Allocation Instrumenter for Java

In brief: We've open sourced a tool that allows you to provide a callback every time your program performs an allocation. The Java Allocation Instrumenter can be found here. Give it a whirl, if you are interested.

One thing that crops up a lot at my employer is the need to take an action on every allocation. This can happen in a lot of different contexts:
  1. The programmer has a task, and wants to know how much memory the task allocates, so wants to increment a counter on every allocation.
  2. The programmer wants to keep a histogram of most frequently accessed call sites.
  3. The programmer wants to prevent a task from allocating too much memory, so it keeps a counter on every allocation and throws an exception when the counter reaches a certain value.

Because of the demand for this, a few of us put together a tool that instruments your code and invokes a callback on every allocation. The Allocation Instrumenter is a Java agent written using the java.lang.instrument API and ASM. Each allocation in your Java program is instrumented; a user-defined callback is invoked on each allocation.

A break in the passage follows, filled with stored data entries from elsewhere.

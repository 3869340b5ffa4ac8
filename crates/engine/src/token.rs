//! Cancellation tokens
//!
//! A token is a keyed SHA-256 digest of an event's id and creation time,
//! URL-safe base64 without padding (43 characters). It is never stored:
//! the same event always yields the same token, so a caller handing out a
//! cancel link can be checked later without any lookup table.

use base64::engine::general_purpose::URL_SAFE_NO_PAD;
use base64::Engine as _;
use sha2::{Digest, Sha256};
use velostore_core::{VeloError, VeloResult};

use crate::event::Event;

/// Length of every token
pub const TOKEN_LEN: usize = 43;

const TOKEN_VERSION: &[u8] = b"1";

/// Issues and checks cancellation tokens
#[derive(Clone)]
pub struct CancellationTokens {
    secret: Vec<u8>,
}

impl std::fmt::Debug for CancellationTokens {
    fn fmt(&self, f: &mut std::fmt::Formatter<'_>) -> std::fmt::Result {
        f.debug_struct("CancellationTokens").finish_non_exhaustive()
    }
}

impl CancellationTokens {
    /// Keyed by `secret`
    pub fn new(secret: impl AsRef<[u8]>) -> Self {
        Self {
            secret: secret.as_ref().to_vec(),
        }
    }

    /// Token for a stored event
    ///
    /// # Errors
    ///
    /// `InvalidInput` for an event without an id.
    pub fn issue(&self, event: &Event) -> VeloResult<String> {
        let id = event
            .id
            .ok_or_else(|| VeloError::invalid_input("cannot issue a token for an unsaved event"))?;
        let digest = Sha256::new()
            .chain_update(TOKEN_VERSION)
            .chain_update(b":")
            .chain_update(&self.secret)
            .chain_update(b":")
            .chain_update(id.to_raw()?.to_string())
            .chain_update(b":")
            .chain_update(event.created_at.as_micros().to_string())
            .chain_update(b":")
            .chain_update(&self.secret)
            .finalize();
        Ok(URL_SAFE_NO_PAD.encode(digest))
    }

    /// Whether `token` belongs to `event`
    pub fn verify(&self, event: &Event, token: &str) -> VeloResult<bool> {
        let expected = self.issue(event)?;
        Ok(constant_time_eq(expected.as_bytes(), token.as_bytes()))
    }
}

fn constant_time_eq(a: &[u8], b: &[u8]) -> bool {
    if a.len() != b.len() {
        return false;
    }
    a.iter().zip(b).fold(0u8, |acc, (x, y)| acc | (x ^ y)) == 0
}
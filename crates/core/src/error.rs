//! Error types for velostore
//!
//! One error enum covers every layer: the key-value adapter, the shadow
//! record codec, the lock manager and the velocity engine. We use `thiserror`
//! for the `Display` and `Error` implementations.
//!
//! Stale index entries (an id found in an index whose record body is gone)
//! are deliberately NOT an error anywhere in the system; lookups treat them
//! as "not found".

use std::time::Duration;
use thiserror::Error;

use crate::id::RecordId;

/// Result type alias for velostore operations
pub type VeloResult<T> = std::result::Result<T, VeloError>;

/// Entity parameter that an event type may require
///
/// Kept in core so the error taxonomy can name the missing field.
#[derive(Debug, Clone, Copy, PartialEq, Eq, Hash, PartialOrd, Ord)]
pub enum RequiredField {
    /// The acting principal (user)
    Principal,
    /// The primary context entity (e.g. a game)
    PrimaryContext,
    /// The secondary context entity (e.g. one play-through of a game)
    SecondaryContext,
    /// A caller-chosen free-form identifier
    UniqueId,
}

impl RequiredField {
    /// All fields in declaration order
    pub const ALL: [RequiredField; 4] = [
        RequiredField::Principal,
        RequiredField::PrimaryContext,
        RequiredField::SecondaryContext,
        RequiredField::UniqueId,
    ];

    /// Stable snake_case name
    pub fn name(&self) -> &'static str {
        match self {
            RequiredField::Principal => "principal",
            RequiredField::PrimaryContext => "primary_context",
            RequiredField::SecondaryContext => "secondary_context",
            RequiredField::UniqueId => "unique_id",
        }
    }
}

impl std::fmt::Display for RequiredField {
    fn fmt(&self, f: &mut std::fmt::Formatter<'_>) -> std::fmt::Result {
        f.write_str(self.name())
    }
}

/// Error types for velostore
#[derive(Debug, Error)]
pub enum VeloError {
    /// No event type is registered under this tag
    #[error("unknown event type tag: {tag}")]
    UnknownEventType {
        /// The tag that was looked up
        tag: String,
    },

    /// The event type requires an entity parameter the caller did not supply
    #[error("event type requires {field}")]
    MissingRequiredField {
        /// Which parameter was missing
        field: RequiredField,
    },

    /// A lock could not be acquired before the poll deadline
    #[error("timed out after {waited:?} trying to gain lock {key}")]
    LockTimeout {
        /// Store key of the lock
        key: String,
        /// How long we polled before giving up
        waited: Duration,
    },

    /// A stored record body could not be decoded
    #[error("cannot decode {class} record: {message}")]
    Decode {
        /// Record class
        class: String,
        /// Codec error
        message: String,
    },

    /// A record could not be encoded for storage
    #[error("cannot encode {class} record: {message}")]
    Encode {
        /// Record class
        class: String,
        /// Codec error
        message: String,
    },

    /// Key-value backend failure
    #[error("storage error: {message}")]
    Storage {
        /// Backend error description
        message: String,
    },

    /// A command was applied to a key holding a different data type
    #[error("operation against a key holding the wrong kind of value: {key}")]
    WrongType {
        /// The offending key
        key: String,
    },

    /// A schema named a field the record does not expose
    #[error("unknown field {field} on {class}")]
    UnknownField {
        /// Record class
        class: String,
        /// Field name
        field: String,
    },

    /// An index slot that the schema does not declare
    #[error("{class} has no {kind} index in slot {slot}")]
    UnknownIndex {
        /// Record class
        class: String,
        /// Index flavor ("hash", "set", "range")
        kind: &'static str,
        /// Requested slot
        slot: usize,
    },

    /// A rule names an action that has not been registered
    #[error("unknown rule action: {name}")]
    UnknownAction {
        /// Action name
        name: String,
    },

    /// A cancellation token did not match the event
    #[error("invalid cancellation token for event {id}")]
    InvalidCancellationToken {
        /// Event the token was presented for
        id: RecordId,
    },

    /// Configuration could not be loaded or failed validation
    #[error("configuration error: {message}")]
    Config {
        /// Description
        message: String,
    },

    /// Operation attempted on a unit of work that already finished
    #[error("unit of work is {state}")]
    UnitOfWorkClosed {
        /// Terminal state it is in
        state: String,
    },

    /// Invalid argument
    #[error("invalid input: {message}")]
    InvalidInput {
        /// Description
        message: String,
    },
}

impl VeloError {
    /// Create a storage error
    pub fn storage(message: impl Into<String>) -> Self {
        VeloError::Storage {
            message: message.into(),
        }
    }

    /// Create an invalid-input error
    pub fn invalid_input(message: impl Into<String>) -> Self {
        VeloError::InvalidInput {
            message: message.into(),
        }
    }

    /// Create a configuration error
    pub fn config(message: impl Into<String>) -> Self {
        VeloError::Config {
            message: message.into(),
        }
    }

    /// Create a decode error for a record class
    pub fn decode(class: &str, message: impl std::fmt::Display) -> Self {
        VeloError::Decode {
            class: class.to_string(),
            message: message.to_string(),
        }
    }

    /// Create an encode error for a record class
    pub fn encode(class: &str, message: impl std::fmt::Display) -> Self {
        VeloError::Encode {
            class: class.to_string(),
            message: message.to_string(),
        }
    }

    /// Whether retrying the whole unit of work could succeed
    ///
    /// Only lock timeouts and backend failures qualify; validation errors are
    /// programmer errors and will fail the same way again.
    pub fn is_retryable(&self) -> bool {
        matches!(self, VeloError::LockTimeout { .. } | VeloError::Storage { .. })
    }
}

The easiest way to explain this is with an example. Assume you have a program that creates 10 strings, and you want to instrument it:

public class Test {
public static void main(String [] args) throws Exception {
for (int i = 0 ; i < 10; i++) {
new String("foo");
}
}
}
To do this, you create an instance of the interface Sampler:

import com.google.monitoring.runtime.instrumentation.AllocationRecorder;
import com.google.monitoring.runtime.instrumentation.Sampler;

public class Test {
public static void main(String [] args) throws Exception {
AllocationRecorder.addSampler(new Sampler() {
public void sampleAllocation(int count, String desc,
Object newObj, long size) {
System.out.println("I just allocated the object " + newObj +
" of type " + desc + " whose size is " + size);
if (count != -1) { System.out.println("It's an array of size " + count); }
}
});
for (int i = 0 ; i < 10; i++) {
new String("foo");
}
}
}

You can then compile and run the program:

% javac -classpath path/to/allocation.jar Test.java
% java -javaagent:path/to/allocation.jar Test

The output will look something like this:

I just allocated the object foo of type java/lang/String whose size is 24
I just allocated the object foo of type java/lang/String whose size is 24
I just allocated the object foo of type java/lang/String whose size is 24
I just allocated the object foo of type java/lang/String whose size is 24
I just allocated the object foo of type java/lang/String whose size is 24
I just allocated the object foo of type java/lang/String whose size is 24
I just allocated the object foo of type java/lang/String whose size is 24
I just allocated the object foo of type java/lang/String whose size is 24
I just allocated the object foo of type java/lang/String whose size is 24
I just allocated the object foo of type java/lang/String whose size is 24

So, by my standards, it is really pretty easy to use. If you find it useful, please let me know!

Edited to add I noticed this on Twitter: Cool, even if it uses Ant (so probably I will never try it). This is funny, because I only added an ant buildfile so more people would try it. You can download the source and compile it with javac in about one line.